A series of novel pseudopeptides contained coumarin skeleton were synthesized through the Ugi-four-component reaction. The 3-substituted coumarin-3-carboxamides were formed through reaction of benzaldehyde derivatives, anilines, coumarin-3-carboxylic acid and isocyanides with high yields and high bond-forming efficiency at room temperature. These novel amidated coumarins exhibit brilliant fluorescence in range of 535-547 nm in chloroform.

Keywords

INTRODUCTION

The synthesis of coumarins and their derivatives has attracted considerable attention from organic and medicinal chemists for many years as a large number of natural products contain these heterocyclic molecules.1 They are widely used as additives in food, perfumes, cosmetics, pharmaceutical, 23 optical brighteners4 and dispersed fluorescent and laser dyes.5 Natural coumarins and their synthetic structural analogs have broad biological activities, such as antimicrobial and antimicrobial,6 antitumor,7 and antiviral activities.8 Meanwhile, some coumarin derivatives could affect human immunodeciency virus integrase inhibitors.9 Some coumarins have inhibitory activity against some serine proteases and matrix metalloproteases (MMPs),10 and also act as a selective anti-proliferative agent.11−14

It is shown that the existence of amide functional groups in the structure of coumarins could affect the biological activities of these compounds and it is related to the patern of substitution and also its position in coumarin ring.15 According to these results, the number of amide bonds and also their position in the structure of coumarin scaffold could affect the type of biological activity.16−20

Meanwhile, coumarins are the largest class of laser dyes and highly sensitive for the blue-green region, include commercially available fluorescent derivatives of extended spectral range, high emission quantum yield, photostability and good solubility in many solvents.2122 Recently, Katritzky and co-workers reported synthesis of fluorescent coumarinaminoxy acid and coumarin-thioester which could be used for the detection of peptides.2324

Based on the diverse biological activities of coumarins and their fluorescence property, the synthesis of compounds which contained more amide bonds is an interesting area in organic synthesis.

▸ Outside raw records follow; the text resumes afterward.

//! Filesystem document loader.

use std::collections::HashMap;
use std::path::{Path, PathBuf};

use tracing::{debug, warn};

use crate::document::Document;
use crate::error::{RagError, Result};

/// Load every UTF-8 file below `root` as a [`Document`], recursively.
///
/// Files are visited in sorted path order so repeated loads produce the same
/// sequence. The document ID is the path relative to `root` with `/`
/// separators; metadata carries `file_name` and `absolute_directory_path`.
/// Files that are not valid UTF-8 or hold only whitespace are skipped with a
/// warning.
///
/// # Errors
///
/// Returns [`RagError::DocumentLoad`] if `root` is not a readable directory
/// or a directory below it cannot be listed.
pub async fn load_documents(root: &Path) -> Result<Vec<Document>> {
    let meta = tokio::fs::metadata(root).await.map_err(|e| load_error(root, e))?;
    if !meta.is_dir() {
        return Err(RagError::DocumentLoad {
            path: root.display().to_string(),
            message: "not a directory".to_string(),
        });
    }

    let mut files = Vec::new();
    let mut pending = vec![root.to_path_buf()];
    while let Some(dir) = pending.pop() {
        let mut entries = tokio::fs::read_dir(&dir).await.map_err(|e| load_error(&dir, e))?;
        while let Some(entry) = entries.next_entry().await.map_err(|e| load_error(&dir, e))? {
            let file_type = entry.file_type().await.map_err(|e| load_error(&entry.path(), e))?;
            if file_type.is_dir() {
                pending.push(entry.path());
            } else if file_type.is_file() {
                files.push(entry.path());
            }
        }
    }
    files.sort();

    let mut documents = Vec::with_capacity(files.len());
    for path in files {
        let bytes = match tokio::fs::read(&path).await {
            Ok(bytes) => bytes,
            Err(e) => {
                warn!(path = %path.display(), error = %e, "skipping unreadable file");
                continue;
            }
        };
        let Ok(text) = String::from_utf8(bytes) else {
            warn!(path = %path.display(), "skipping non UTF-8 file");
            continue;
        };
        if text.trim().is_empty() {
            warn!(path = %path.display(), "skipping blank file");
            continue;
        }
        documents.push(to_document(root, &path, text));
    }

    debug!(root = %root.display(), count = documents.len(), "loaded documents");
    Ok(documents)
}

fn to_document(root: &Path, path: &Path, text: String) -> Document {
    let relative = path.strip_prefix(root).unwrap_or(path);
    let id = relative
        .components()
        .map(|c| c.as_os_str().to_string_lossy())
        .collect::<Vec<_>>()
        .join("/");

    let mut metadata = HashMap::new();
    if let Some(name) = path.file_name() {
        metadata.insert("file_name".to_string(), name.to_string_lossy().into_owned());
    }
    let directory = path
        .parent()
        .map(|p| std::path::absolute(p).unwrap_or_else(|_| PathBuf::from(p)))
        .unwrap_or_default();
    metadata.insert("absolute_directory_path".to_string(), directory.display().to_string());

    Document { id, text, metadata, source_uri: Some(path.display().to_string()) }
}

fn load_error(path: &Path, e: std::io::Error) -> RagError {
    RagError::DocumentLoad { path: path.display().to_string(), message: e.to_string() }
}
//! Ingestion pipeline.
//!
//! The [`IngestionPipeline`] runs the write path: documents are split by a
//! [`Chunker`], embedded in batches by an [`EmbeddingProvider`] and upserted
//! into a [`VectorStore`] under identifiers derived from
//! `(document id, segment ordinal)`. Re-ingesting the same documents
//! therefore overwrites entries instead of duplicating them.
//!
//! # Example
//!
//! ```rust,ignore
//! use docchat_rag::{IngestionPipeline, RagConfig, InMemoryVectorStore};
//!
//! let pipeline = IngestionPipeline::builder()
//!     .config(RagConfig::default())
//!     .embedding_provider(Arc::new(my_embedder))
//!     .vector_store(Arc::new(InMemoryVectorStore::new()))
//!     .build()?;
//!
//! pipeline.create_collection().await?;
//! let written = pipeline.ingest(&documents).await?;
//! ```

use std::path::Path;
use std::sync::Arc;

use serde::{Deserialize, Serialize};
use tracing::{debug, error, info};

use crate::chunking::{Chunker, FixedSizeChunker};
use crate::config::RagConfig;
use crate::document::{Chunk, Document, Segment, segment_id};
use crate::embedding::{EmbeddingProvider, ensure_dimensions};
use crate::error::{RagError, Result};
use crate::loader::load_documents;
use crate::vectorstore::VectorStore;

/// Summary of one ingestion run.
#[derive(Debug, Clone, Copy, PartialEq, Eq, Serialize, Deserialize)]
pub struct IngestReport {
    /// Documents read from the source.
    pub documents: usize,
    /// Segments written to the index.
    pub segments: usize,
    /// Embedding dimensionality of the index.
    pub dimensions: usize,
}

/// Chunk → embed → upsert.
///
/// Construct one via [`IngestionPipeline::builder()`].
pub struct IngestionPipeline {
    config: RagConfig,
    embedding_provider: Arc<dyn EmbeddingProvider>,
    vector_store: Arc<dyn VectorStore>,
    chunker: Arc<dyn Chunker>,
}

impl IngestionPipeline {
    /// Create a new [`IngestionPipelineBuilder`].
    pub fn builder() -> IngestionPipelineBuilder {
        IngestionPipelineBuilder::default()
    }

    /// Return a reference to the pipeline configuration.
    pub fn config(&self) -> &RagConfig {
        &self.config
    }

    /// Create the configured collection with the embedder's dimensionality.
    ///
    /// # Errors
    ///
    /// Propagates vector store failures, including
    /// [`RagError::DimensionMismatch`] when the collection already exists
    /// with a different dimensionality.
    pub async fn create_collection(&self) -> Result<()> {
        let dimensions = self.embedding_provider.dimensions();
        let name = &self.config.collection;
        self.vector_store.create_collection(name, dimensions).await.inspect_err(|e| {
            error!(collection = %name, error = %e, "failed to create collection");
        })
    }

    /// Ingest documents and return the number of segments written.
    ///
    /// Segments from all documents are embedded in batches of
    /// `embed_batch_size`; each batch is upserted as soon as it is embedded.
    /// Whitespace-only segments are not indexed.
    ///
    /// # Errors
    ///
    /// Returns [`RagError::IngestionFailed`] if any batch fails to embed or
    /// upsert. The error carries how many segments were committed and how many
    /// are still pending; calling `ingest` again with the same documents is safe.
    pub async fn ingest(&self, documents: &[Document]) -> Result<usize> {
        let segments = self.segments(documents);
        self.ingest_segments(documents.len(), &segments).await
    }

    fn segments(&self, documents: &[Document]) -> Vec<Segment> {
        documents
            .iter()
            .flat_map(|d| self.chunker.chunk(d))
            // Embedders reject blank input.
            .filter(|s| !s.text.trim().is_empty())
            .collect()
    }

    async fn ingest_segments(&self, document_count: usize, segments: &[Segment]) -> Result<usize> {
        let total = segments.len();
        let collection = &self.config.collection;
        let dimensions = self.embedding_provider.dimensions();
        let mut committed = 0;

        let failed = |committed: usize, source: RagError| RagError::IngestionFailed {
            committed,
            pending: total - committed,
            source: Box::new(source),
        };

        for batch in segments.chunks(self.config.embed_batch_size) {
            let texts: Vec<&str> = batch.iter().map(|s| s.text.as_str()).collect();

            let embeddings = match self.embed_batch(&texts, dimensions).await {
                Ok(embeddings) => embeddings,
                Err(e) => {
                    error!(committed, total, error = %e, "embedding failed during ingestion");
                    return Err(failed(committed, e));
                }
            };

            let chunks: Vec<Chunk> = batch
                .iter()
                .cloned()
                .zip(embeddings)
                .map(|(segment, embedding)| Chunk::from_segment(segment, embedding))
                .collect();

            if let Err(e) = self.vector_store.upsert(collection, &chunks).await {
                error!(committed, total, error = %e, "upsert failed during ingestion");
                return Err(failed(committed, e));
            }

            committed += chunks.len();
            debug!(collection = %collection, committed, total, "upserted batch");
        }

        info!(
            collection = %collection,
            document_count,
            chunk_count = committed,
            "ingested documents"
        );
        Ok(committed)
    }

    /// Ingest `documents`, then remove every other entry from the collection.
    ///
    /// Unlike [`ingest`](Self::ingest) this also removes entries of documents
    /// that are no longer present or now produce fewer segments. The
    /// collection is never dropped: a concurrent search sees the old entries,
    /// the old ones plus upserted batches, or the final set.
    ///
    /// # Errors
    ///
    /// A collection that exists with another dimensionality is
    /// [`RagError::DimensionMismatch`]; switching embedding models needs an
    /// explicit [`VectorStore::delete_collection`] first. Stale entries are
    /// only removed once every batch was upserted.
    pub async fn reindex(&self, documents: &[Document]) -> Result<usize> {
        self.create_collection().await?;
        let segments = self.segments(documents);
        let written = self.ingest_segments(documents.len(), &segments).await?;

        let keep: Vec<String> = segments.iter().map(Segment::stable_id).collect();
        let refs: Vec<&str> = keep.iter().map(String::as_str).collect();
        self.vector_store.retain(&self.config.collection, &refs).await?;
        debug!(collection = %self.config.collection, kept = keep.len(), "pruned stale entries");
        Ok(written)
    }

    /// Load every document below `location` and ingest it.
    ///
    /// With `full` set, entries the run did not produce are pruned via
    /// [`reindex`](Self::reindex).
    pub async fn ingest_directory(&self, location: &Path, full: bool) -> Result<IngestReport> {
        info!(location = %location.display(), "importing documents");
        let documents = load_documents(location).await?;

        let segments = if full {
            self.reindex(&documents).await?
        } else {
            self.create_collection().await?;
            self.ingest(&documents).await?
        };

        let report = IngestReport {
            documents: documents.len(),
            segments,
            dimensions: self.embedding_provider.dimensions(),
        };
        info!(
            documents = report.documents,
            segments = report.segments,
            dimensions = report.dimensions,
            "import finished"
        );
        Ok(report)
    }

    /// Remove the first `segment_count` entries of a document.
    pub async fn delete_document(&self, document_id: &str, segment_count: usize) -> Result<()> {
        let ids: Vec<String> = (0..segment_count).map(|i| segment_id(document_id, i)).collect();
        let refs: Vec<&str> = ids.iter().map(String::as_str).collect();
        self.vector_store.delete(&self.config.collection, &refs).await?;
        info!(document.id = document_id, segment_count, "deleted document entries");
        Ok(())
    }

    async fn embed_batch(&self, texts: &[&str], dimensions: usize) -> Result<Vec<Vec<f32>>> {
        let call = self.embedding_provider.embed_batch(texts);
        let embeddings = match self.config.embed_timeout {
            Some(limit) => tokio::time::timeout(limit, call)
                .await
                .map_err(|_| RagError::Timeout { stage: "embed", timeout: limit })??,
            None => call.await?,
        };

        if embeddings.len() != texts.len() {
            return Err(RagError::BackendUnavailable {
                provider: "embedding".into(),
                message: format!(
                    "expected {} embeddings, backend returned {}",
                    texts.len(),
                    embeddings.len()
                ),
            });
        }
        for embedding in &embeddings {
            ensure_dimensions(dimensions, embedding)?;
        }
        Ok(embeddings)
    }
}

/// Builder for constructing an [`IngestionPipeline`].
///
/// `embedding_provider` and `vector_store` are required. Without an explicit
/// chunker a [`FixedSizeChunker`] is built from the config's `chunk_size` and
/// `chunk_overlap`.
#[derive(Default)]
pub struct IngestionPipelineBuilder {
    config: Option<RagConfig>,
    embedding_provider: Option<Arc<dyn EmbeddingProvider>>,
    vector_store: Option<Arc<dyn VectorStore>>,
    chunker: Option<Arc<dyn Chunker>>,
}

impl IngestionPipelineBuilder {
    /// Set the pipeline configuration. Defaults to [`RagConfig::default`].
    pub fn config(mut self, config: RagConfig) -> Self {
        self.config = Some(config);
        self
    }

    /// Set the embedding provider.
    pub fn embedding_provider(mut self, provider: Arc<dyn EmbeddingProvider>) -> Self {
        self.embedding_provider = Some(provider);
        self
    }

    /// Set the vector store backend.
    pub fn vector_store(mut self, store: Arc<dyn VectorStore>) -> Self {
        self.vector_store = Some(store);
        self
    }

    /// Override the document chunker.
    pub fn chunker(mut self, chunker: Arc<dyn Chunker>) -> Self {
        self.chunker = Some(chunker);
        self
    }

    /// Build the [`IngestionPipeline`].
    ///
    /// # Errors
    ///
    /// Returns [`RagError::InvalidParameters`] if a required field is missing
    /// or the configuration is inconsistent.
    pub fn build(self) -> Result<IngestionPipeline> {
        let config = self.config.unwrap_or_default();
        config.validate()?;
        let embedding_provider = self.embedding_provider.ok_or_else(|| {
            RagError::InvalidParameters("embedding_provider is required".to_string())
        })?;
        let vector_store = self
            .vector_store
            .ok_or_else(|| RagError::InvalidParameters("vector_store is required".to_string()))?;
        let chunker = match self.chunker {
            Some(chunker) => chunker,
            None => Arc::new(FixedSizeChunker::new(config.chunk_size, config.chunk_overlap)?),
        };

        Ok(IngestionPipeline { config, embedding_provider, vector_store, chunker })
    }
}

Multi-component reactions (MCRs) have been investigated extensively in organic and diversity-oriented synthesis; primarily due to their ability to generate complex molecular functionality from simple starting materials via one-pot reactions.2526 For this reason, MCRs are featured in many diversity-oriented projects, whose biological relevance has been validated by the discovery of novel biological probes and drug leads.27 Due to importance of chromene scaffold, recently, Che et al. reported synthesis of chromeno [3,4- c]pyrrole-3,4-diones via sequential Ugi/intramolecular- Michael addition reactions.28

In continuation of our research work to design novel multicomponent reactions,29 we wish to report a simple one-pot four-component reaction of aromatic aldehydes (1), aniline (2), coumarin-3-carboxylic acid (3) and isocyanide (4) which leading to pseudopeptides which contained coumarin skeleton 5a−p (Scheme 1).

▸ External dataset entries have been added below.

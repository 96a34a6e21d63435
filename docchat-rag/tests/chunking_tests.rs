//! Property tests for fixed-size chunking.

use docchat_rag::{Document, split};
use proptest::prelude::*;

proptest! {
    #![proptest_config(ProptestConfig::with_cases(200))]

    /// Dropping the shared prefix of every segment after the first gives back
    /// the document text exactly, and every boundary respects the limits.
    #[test]
    fn segments_reconstruct_document(
        text in "\\PC{0,200}",
        max_length in 1usize..40,
        overlap_seed in 0usize..40,
    ) {
        let overlap = overlap_seed % max_length;
        let doc = Document::new("doc", text.clone());
        let segments = split(&doc, max_length, overlap).unwrap();

        let mut rebuilt = String::new();
        for (i, segment) in segments.iter().enumerate() {
            prop_assert_eq!(segment.ordinal, i);
            let len = segment.text.chars().count();
            prop_assert_eq!(len, segment.len());
            prop_assert!(len <= max_length);
            if i + 1 < segments.len() {
                prop_assert_eq!(len, max_length);
                prop_assert_eq!(segments[i + 1].start, segment.end - overlap);
            }
            let skip = if i == 0 { 0 } else { overlap };
            rebuilt.extend(segment.text.chars().skip(skip));
        }
        prop_assert_eq!(rebuilt, text);
    }
}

Scheme 1.Synthesis of 3-substituted coumarin carboxamides.

 

EXPERIMENTAL

Commercially available materials were used without further purification. Melting points were determined on an Electrothermal 9100 apparatus and were uncorrected. IR spectra were obtained on an ABB FT-IR FTLA 2000 spectrometer. 1H NMR and 13C NMR spectra were run on Bruker DRX-300 AVANCE spectrometer at 300 MHz for 1H NMR, and 75 MHz for 13C NMR. CDCl3 was used as solvent. HRMS was recorded on Mass-ESI-POS (Apex Qe-FT-ICR instrument) spectrometer. Fluorescence spectra for all compounds were collected at room temperature with a Photon Technology international model MP1 steadystate fluorimeter. Fluorescence measurements were taken using NSG Precision Cells (Farmingdale, NY) ES quartz cuvettes (190–2000 nm).

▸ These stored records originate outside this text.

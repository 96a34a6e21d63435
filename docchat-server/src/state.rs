use std::path::PathBuf;
use std::sync::Arc;

use anyhow::Context;
use docchat_memory::{InMemoryMemoryStore, MemoryStore};
use docchat_model::OllamaClient;
use docchat_rag::{
    InMemoryVectorStore, IngestReport, IngestionPipeline, OllamaEmbeddingProvider,
    QdrantVectorStore, RagError, Retriever, VectorStore,
};
use docchat_runner::ChatOrchestrator;
use thiserror::Error;
use tokio::sync::Mutex;
use tracing::info;

use crate::config::{ServerConfig, VectorStoreKind};

#[derive(Debug, Error)]
pub enum IngestError {
    #[error("no document location configured (set DOCCHAT_DOCS_LOCATION)")]
    NoLocation,
    #[error(transparent)]
    Failed(#[from] RagError),
}

/// Shared handles behind every request handler.
#[derive(Clone)]
pub struct AppState {
    pub orchestrator: ChatOrchestrator,
    pub memory: Arc<dyn MemoryStore>,
    pub pipeline: Arc<IngestionPipeline>,
    pub docs_location: Option<PathBuf>,
    ingest_lock: Arc<Mutex<()>>,
}

impl AppState {
    pub fn new(
        orchestrator: ChatOrchestrator,
        pipeline: Arc<IngestionPipeline>,
        docs_location: Option<PathBuf>,
    ) -> Self {
        Self {
            memory: orchestrator.memory().clone(),
            orchestrator,
            pipeline,
            docs_location,
            ingest_lock: Arc::default(),
        }
    }

    /// Wire up Ollama, the configured vector store and the in-process memory.
    ///
    /// Probes the embedding model once to learn its dimensionality, so Ollama
    /// must be reachable.
    pub async fn from_config(config: &ServerConfig) -> anyhow::Result<Self> {
        let rag_config = config.rag_config()?;

        let embedder = Arc::new(
            OllamaEmbeddingProvider::connect(&config.ollama_url, &config.embedding_model)
                .await
                .with_context(|| format!("connecting to embedding model {}", config.embedding_model))?,
        );
        let store: Arc<dyn VectorStore> = match config.vector_store {
            VectorStoreKind::Memory => Arc::new(InMemoryVectorStore::new()),
            VectorStoreKind::Qdrant => Arc::new(
                QdrantVectorStore::new(&config.qdrant_url)
                    .with_context(|| format!("connecting to qdrant at {}", config.qdrant_url))?,
            ),
        };

        let pipeline = IngestionPipeline::builder()
            .config(rag_config.clone())
            .embedding_provider(embedder.clone())
            .vector_store(store.clone())
            .build()?;
        let retriever = Retriever::new(&rag_config, embedder, store);

        let orchestrator = ChatOrchestrator::builder()
            .retriever(retriever)
            .memory(Arc::new(InMemoryMemoryStore::new(config.memory_window)?))
            .backend(Arc::new(OllamaClient::new(&config.ollama_url, &config.chat_model)))
            .config(config.chat_config()?)
            .build()?;

        info!(
            chat_model = %config.chat_model,
            embedding_model = %config.embedding_model,
            vector_store = ?config.vector_store,
            collection = %rag_config.collection,
            "components ready"
        );
        Ok(Self::new(orchestrator, Arc::new(pipeline), config.docs_location.clone()))
    }

    /// Ingest the configured document location. Runs are serialized.
    pub async fn ingest(&self, full: bool) -> Result<IngestReport, IngestError> {
        let location = self.docs_location.as_deref().ok_or(IngestError::NoLocation)?;
        let _guard = self.ingest_lock.lock().await;
        Ok(self.pipeline.ingest_directory(location, full).await?)
    }
}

Synthesis of Coumarin-3-carboxylic Acid

In a round-bottomed flask, salicylaldehyde (10 mmol) and Meldrum’s acid (12 mmol) in water (20 ml) were heated at reflux under stirring for 10 h. The reaction mixture was cooled and filtered on Büchner funnel. Further purification was done using crystallization in methanol (Yield = 95%).

General Procedure for the Synthesis of Chromene-3- carboxamide Derivatives (5a−q)

Primary amine 2 (1 mmol) was added to a solution of aldehyde 1 (1 mmol) in methanol (5 mL) and the reaction mixture was stirred at room temperature for 1 h. Coumarin- 3-carboxylic acid 3 (1 mmol) was added and stirring was continued for 15 min followed by addition of isocyanide 4 (1 mmol). The resulting solution was stirred at room temperature for 4−6 h. The reaction was complete after 4–6 h. The solvent was removed under reduced pressure and the product was precipitated by addition of water. Precipitated solid product was recrystallized from water/acetone and identified (Yields 77−93%).

N-((Cyclohexylcarbamoyl)(phenyl)methyl)-2-oxo-N-phenyl- 2H-chromone-3-carboxamide (5a): Yield 90%. Mp = 233−236 ℃. IR (KBr, cm−1): 3262, 1717, 1649, 1641 cm−1. 1H NMR (300 MHz, CDCl3): σ = 1.15−2.08 (m, 10H, 5CH2), 3.93 (m, 1H, CH−NH), 6.35 (s, 1H, CH−N), 6.78 (br s, 1H, NH), 7.00−7.50 (14H, m, H−Ar), 7.80 (s, 1H, =CH). 13C NMR (75 MHz, CDCl3) δ: 24.8, 24.9, 25.4, 32.7, 33.0, 49.1, 65.7, 116.7, 117.9, 124.8, 125.9, 128.1, 128.2, 128.4, 128.5, 129.9, 130.5, 132.5, 134.0, 138.8, 142.3, 153.6, 158.3, 165.4, 167.8. HR-MS (ESI) calcd for C30H29N2O4 [M+H]+481.21249, found 481.21246; calcd for C30H28N2NaO4 [M+Na]+ 503.19439, found 503.19442; calcd for C30H28KN2O4 [M+K] + 519.16828, found 519.16830.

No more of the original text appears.